(Records from a data collection)
━━━━━━━━━━━━━━━━━━━━

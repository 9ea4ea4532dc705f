use std::collections::HashMap;

/// The key-value surface of the browser's local/session storage.
pub trait KeyValueStore {
    fn get(&self, key: &str) -> Option<String>;
    fn set(&mut self, key: &str, value: &str);
    fn remove(&mut self, key: &str);
}

#[derive(Debug, Default)]
pub struct MemoryStore {
    data: HashMap<String, String>,
}

impl MemoryStore {
    pub fn new() -> Self {
        Self::default()
    }
}

impl KeyValueStore for MemoryStore {
    fn get(&self, key: &str) -> Option<String> {
        self.data.get(key).cloned()
    }

    fn set(&mut self, key: &str, value: &str) {
        self.data.insert(key.to_string(), value.to_string());
    }

    fn remove(&mut self, key: &str) {
        self.data.remove(key);
    }
}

━━━━━━━━━━━━━━━━━━━━

* Problem to work on:
Beginning from the line that contains "fn remove(&mut self, key: &str);", give each line again exactly, through the final line of the records.

* Exercise solution:
    fn remove(&mut self, key: &str);
}

#[derive(Debug, Default)]
pub struct MemoryStore {
    data: HashMap<String, String>,
}

impl MemoryStore {
    pub fn new() -> Self {
        Self::default()
    }
}

impl KeyValueStore for MemoryStore {
    fn get(&self, key: &str) -> Option<String> {
        self.data.get(key).cloned()
    }

    fn set(&mut self, key: &str, value: &str) {
        self.data.insert(key.to_string(), value.to_string());
    }

    fn remove(&mut self, key: &str) {
        self.data.remove(key);
    }
}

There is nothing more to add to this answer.